Progesterone (P4) synthesized by the corpus luteum (CL) plays a key role in the establishment and maintenance of pregnancy. The LH signal is important for luteinisation and P4 synthesis in pigs. In a previous study, we demonstrated that mitogen-activated protein kinase kinase kinase 8 (MAP3K8) regulates P4 synthesis in mouse CL, but whether the function and mechanism of MAP3K8 in the pig is similar to that in the mouse is not known. Thus, in the present study we investigated the effects of MAP3K8 on porcine CL. Abundant expression of MAP3K8 was detected in porcine CL, and, in pigs, MAP3K8 expression was higher in mature CLs (or those of the mid-luteal phase) than in regressing CLs (late luteal phase). Further functional studies in cultured porcine luteal cells showed that P4 synthesis and the expression of genes encoding the key enzymes in P4 synthesis are significantly reduced when MAP3K8 is inhibited with the MAP3K8 inhibitor Tpl2 kinase inhibitor (MAP3K8i, 10μM).
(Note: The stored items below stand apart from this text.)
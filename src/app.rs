//! Application state and navigation logic.

use std::path::Path;
use std::time::{Duration, Instant};

use anyhow::Result;
use chrono::{DateTime, Local};
use serde::Serialize;

use crate::data::{ConnectivityStatus, HistoryEntry, SessionState};
use crate::scheduler::{SchedulerControl, SessionFeed};
use crate::ui::Theme;

/// How long a status message stays in the status bar.
const STATUS_MESSAGE_TTL: Duration = Duration::from_secs(3);

/// Main application state.
pub struct App {
    pub running: bool,
    pub show_help: bool,

    // Data source
    feed: SessionFeed,
    control: SchedulerControl,
    pub session: SessionState,
    pub probe_target: String,
    pub poll_interval: Duration,

    // Navigation state (index into the history table)
    pub selected_index: usize,
    /// Keep the selection on the newest row as history grows.
    pub follow_latest: bool,

    // UI
    pub theme: Theme,
    applied_title: Option<ConnectivityStatus>,

    // Status message (temporary feedback)
    pub status_message: Option<(String, Instant)>,
}

impl App {
    /// Create a new App reading from `feed`.
    ///
    /// The theme is detected once here and not re-evaluated.
    pub fn new(
        feed: SessionFeed,
        control: SchedulerControl,
        probe_target: impl Into<String>,
        poll_interval: Duration,
    ) -> Self {
        Self::with_theme(feed, control, probe_target, poll_interval, Theme::auto_detect())
    }

    pub fn with_theme(
        mut feed: SessionFeed,
        control: SchedulerControl,
        probe_target: impl Into<String>,
        poll_interval: Duration,
        theme: Theme,
    ) -> Self {
        let session = feed
            .poll()
            .unwrap_or_else(|| SessionState::new(ConnectivityStatus::Offline));
        let selected_index = session.history().len().saturating_sub(1);

        Self {
            running: true,
            show_help: false,
            feed,
            control,
            session,
            probe_target: probe_target.into(),
            poll_interval,
            selected_index,
            follow_latest: true,
            theme,
            applied_title: None,
            status_message: None,
        }
    }

    /// Pull the latest session snapshot, if any.
    ///
    /// Returns `true` if the session changed.
    pub fn refresh(&mut self) -> bool {
        let Some(session) = self.feed.poll() else {
            return false;
        };
        self.session = session;

        let last = self.session.history().len().saturating_sub(1);
        if self.follow_latest {
            self.selected_index = last;
        } else {
            self.selected_index = self.selected_index.min(last);
        }
        true
    }

    /// Whether the scheduler is still publishing.
    pub fn is_live(&self) -> bool {
        self.feed.is_connected()
    }

    pub fn status(&self) -> ConnectivityStatus {
        self.session.current_status()
    }

    /// Window title to apply, if it differs from the last one applied.
    ///
    /// The title is a pure function of the current status.
    pub fn take_pending_title(&mut self) -> Option<&'static str> {
        let status = self.status();
        if self.applied_title == Some(status) {
            return None;
        }
        self.applied_title = Some(status);
        Some(status.title())
    }

    /// Set a temporary status message that will be shown for a few seconds.
    pub fn set_status_message(&mut self, message: String) {
        self.status_message = Some((message, Instant::now()));
    }

    /// Get the current status message if it hasn't expired.
    pub fn get_status_message(&self) -> Option<&str> {
        if let Some((msg, time)) = &self.status_message {
            if time.elapsed() < STATUS_MESSAGE_TTL {
                return Some(msg);
            }
        }
        None
    }

    /// Ask the scheduler for an immediate probe.
    pub fn request_check(&mut self) {
        if self.control.probe_now() {
            self.set_status_message("Checking connectivity...".to_string());
        } else {
            self.set_status_message("Scheduler is not running".to_string());
        }
    }

    /// Move selection down by one row.
    pub fn select_next(&mut self) {
        self.select_next_n(1);
    }

    /// Move selection up by one row.
    pub fn select_prev(&mut self) {
        self.select_prev_n(1);
    }

    /// Move selection down by n rows.
    pub fn select_next_n(&mut self, n: usize) {
        let max = self.session.history().len().saturating_sub(1);
        self.selected_index = (self.selected_index + n).min(max);
        self.follow_latest = self.selected_index == max;
    }

    /// Move selection up by n rows.
    pub fn select_prev_n(&mut self, n: usize) {
        self.selected_index = self.selected_index.saturating_sub(n);
        let max = self.session.history().len().saturating_sub(1);
        self.follow_latest = self.selected_index == max;
    }

    /// Jump to the oldest entry.
    pub fn select_first(&mut self) {
        self.selected_index = 0;
        self.follow_latest = self.session.history().len() <= 1;
    }

    /// Jump to the newest entry and keep following it.
    pub fn select_last(&mut self) {
        self.selected_index = self.session.history().len().saturating_sub(1);
        self.follow_latest = true;
    }

    /// The currently selected history entry.
    pub fn selected_entry(&self) -> Option<&HistoryEntry> {
        self.session.history().entries().get(self.selected_index)
    }

    /// How long the selected entry's status lasted (or has lasted so far).
    pub fn selected_span(&self) -> Option<chrono::Duration> {
        let entries = self.session.history().entries();
        let entry = entries.get(self.selected_index)?;
        let end = entries
            .get(self.selected_index + 1)
            .map(|next| next.timestamp)
            .unwrap_or_else(Local::now);
        Some(end.signed_duration_since(entry.timestamp))
    }

    /// Toggle the help overlay.
    pub fn toggle_help(&mut self) {
        self.show_help = !self.show_help;
    }

    /// Signal the application to quit.
    pub fn quit(&mut self) {
        self.running = false;
    }

    /// Export the session and its history to a JSON file.
    pub fn export_state(&self, path: &Path) -> Result<()> {
        let export = SessionExport::from_app(self);
        let json = serde_json::to_string_pretty(&export)?;
        std::fs::write(path, json)?;
        Ok(())
    }
}

/// JSON document written by [`App::export_state`].
#[derive(Debug, Serialize)]
struct SessionExport<'a> {
    probe_url: &'a str,
    session_start: DateTime<Local>,
    current_status: ConnectivityStatus,
    last_checked_at: Option<DateTime<Local>>,
    transitions: usize,
    history: &'a [HistoryEntry],
}

impl<'a> SessionExport<'a> {
    fn from_app(app: &'a App) -> Self {
        let session = &app.session;
        Self {
            probe_url: &app.probe_target,
            session_start: session.session_start(),
            current_status: session.current_status(),
            last_checked_at: session.last_checked_at(),
            transitions: session.history().len().saturating_sub(1),
            history: session.history().entries(),
        }
    }
}

#[cfg(test)]
mod tests {
    use super::*;
    use tempfile::NamedTempFile;
    use tokio::sync::watch;

    fn session_with_flaps() -> SessionState {
        let start = Local::now();
        let mut state = SessionState::started_at(ConnectivityStatus::Online, start);
        state.report_offline_at(start + chrono::Duration::seconds(5));
        state.report_online_at(start + chrono::Duration::seconds(12));
        state.record_check_at(start + chrono::Duration::seconds(10));
        state
    }

    fn test_app(state: SessionState) -> App {
        App::with_theme(
            SessionFeed::fixed(state),
            SchedulerControl::disconnected(),
            "http://example.com/",
            Duration::from_secs(10),
            Theme::dark(),
        )
    }

    #[test]
    fn test_new_app_selects_latest_entry() {
        let app = test_app(session_with_flaps());
        assert!(app.running);
        assert_eq!(app.selected_index, 2);
        assert!(app.follow_latest);
        assert_eq!(app.status(), ConnectivityStatus::Online);
    }

    #[test]
    fn test_navigation_clamps() {
        let mut app = test_app(session_with_flaps());

        app.select_first();
        assert_eq!(app.selected_index, 0);
        assert!(!app.follow_latest);

        app.select_prev();
        assert_eq!(app.selected_index, 0);

        app.select_next_n(10);
        assert_eq!(app.selected_index, 2);
        assert!(app.follow_latest);
    }

    #[test]
    fn test_refresh_follows_latest() {
        let start = Local::now();
        let (tx, rx) = watch::channel(SessionState::started_at(ConnectivityStatus::Online, start));
        let mut app = App::with_theme(
            SessionFeed::new(rx),
            SchedulerControl::disconnected(),
            "fake",
            Duration::from_secs(10),
            Theme::dark(),
        );
        assert!(!app.refresh());

        let mut next = app.session.clone();
        next.report_offline_at(start + chrono::Duration::seconds(1));
        tx.send(next).unwrap();

        assert!(app.refresh());
        assert_eq!(app.status(), ConnectivityStatus::Offline);
        assert_eq!(app.selected_index, 1);
        assert!(app.is_live());
    }

    #[test]
    fn test_refresh_keeps_manual_selection() {
        let start = Local::now();
        let (tx, rx) = watch::channel(SessionState::started_at(ConnectivityStatus::Online, start));
        let mut app = App::with_theme(
            SessionFeed::new(rx),
            SchedulerControl::disconnected(),
            "fake",
            Duration::from_secs(10),
            Theme::dark(),
        );

        let mut next = app.session.clone();
        next.report_offline_at(start + chrono::Duration::seconds(1));
        next.report_online_at(start + chrono::Duration::seconds(2));
        tx.send(next).unwrap();
        app.refresh();
        app.select_first();

        let mut next = app.session.clone();
        next.report_offline_at(start + chrono::Duration::seconds(3));
        tx.send(next).unwrap();
        app.refresh();

        assert_eq!(app.selected_index, 0);
    }

    #[test]
    fn test_pending_title_only_on_change() {
        let start = Local::now();
        let (tx, rx) = watch::channel(SessionState::started_at(ConnectivityStatus::Online, start));
        let mut app = App::with_theme(
            SessionFeed::new(rx),
            SchedulerControl::disconnected(),
            "fake",
            Duration::from_secs(10),
            Theme::dark(),
        );

        assert_eq!(app.take_pending_title(), Some("ONLINE"));
        assert_eq!(app.take_pending_title(), None);

        let mut next = app.session.clone();
        next.report_offline();
        tx.send(next).unwrap();
        app.refresh();

        assert_eq!(app.take_pending_title(), Some("OFFLINE"));
    }

    #[test]
    fn test_selected_span() {
        let app = test_app(session_with_flaps());
        let mut app = app;
        app.selected_index = 1;
        assert_eq!(app.selected_span(), Some(chrono::Duration::seconds(7)));
    }

    #[test]
    fn test_request_check_without_scheduler() {
        let mut app = test_app(session_with_flaps());
        app.request_check();
        assert_eq!(app.get_status_message(), Some("Scheduler is not running"));
    }

    #[test]
    fn test_export_state() {
        let app = test_app(session_with_flaps());
        let file = NamedTempFile::new().unwrap();

        app.export_state(file.path()).unwrap();

        let content = std::fs::read_to_string(file.path()).unwrap();
        let value: serde_json::Value = serde_json::from_str(&content).unwrap();
        assert_eq!(value["probe_url"], "http://example.com/");
        assert_eq!(value["current_status"], "online");
        assert_eq!(value["transitions"], 2);
        assert_eq!(value["history"].as_array().unwrap().len(), 3);
        assert_eq!(value["history"][1]["status"], "offline");
    }

    #[test]
    fn test_quit_and_help() {
        let mut app = test_app(session_with_flaps());
        app.toggle_help();
        assert!(app.show_help);
        app.quit();
        assert!(!app.running);
    }
}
After 12-24h treatment of luteal cells with 100ngmL-1 LH, MAP3K8 expression and P4 secretion were significantly upregulated. In addition, the 10μM MAP3K8 inhibitor blocked the stimulatory effect of LH on P4 synthesis and extracellular signal-regulated kinase (ERK) 1/2 phosphorylation in porcine luteal cells. The LH-induced increases in MAP3K8 phosphorylation and expression, ERK1/2 phosphorylation and P4 synthesis were all blocked when protein kinase A was inhibited by its inhibitor H89 (20 μM) in porcine luteal cells. In conclusion, MAP3K8 mediates the LH-induced stimulation of P4 synthesis through the PKA/mitogen-activated protein kinase signalling pathway in porcine CL.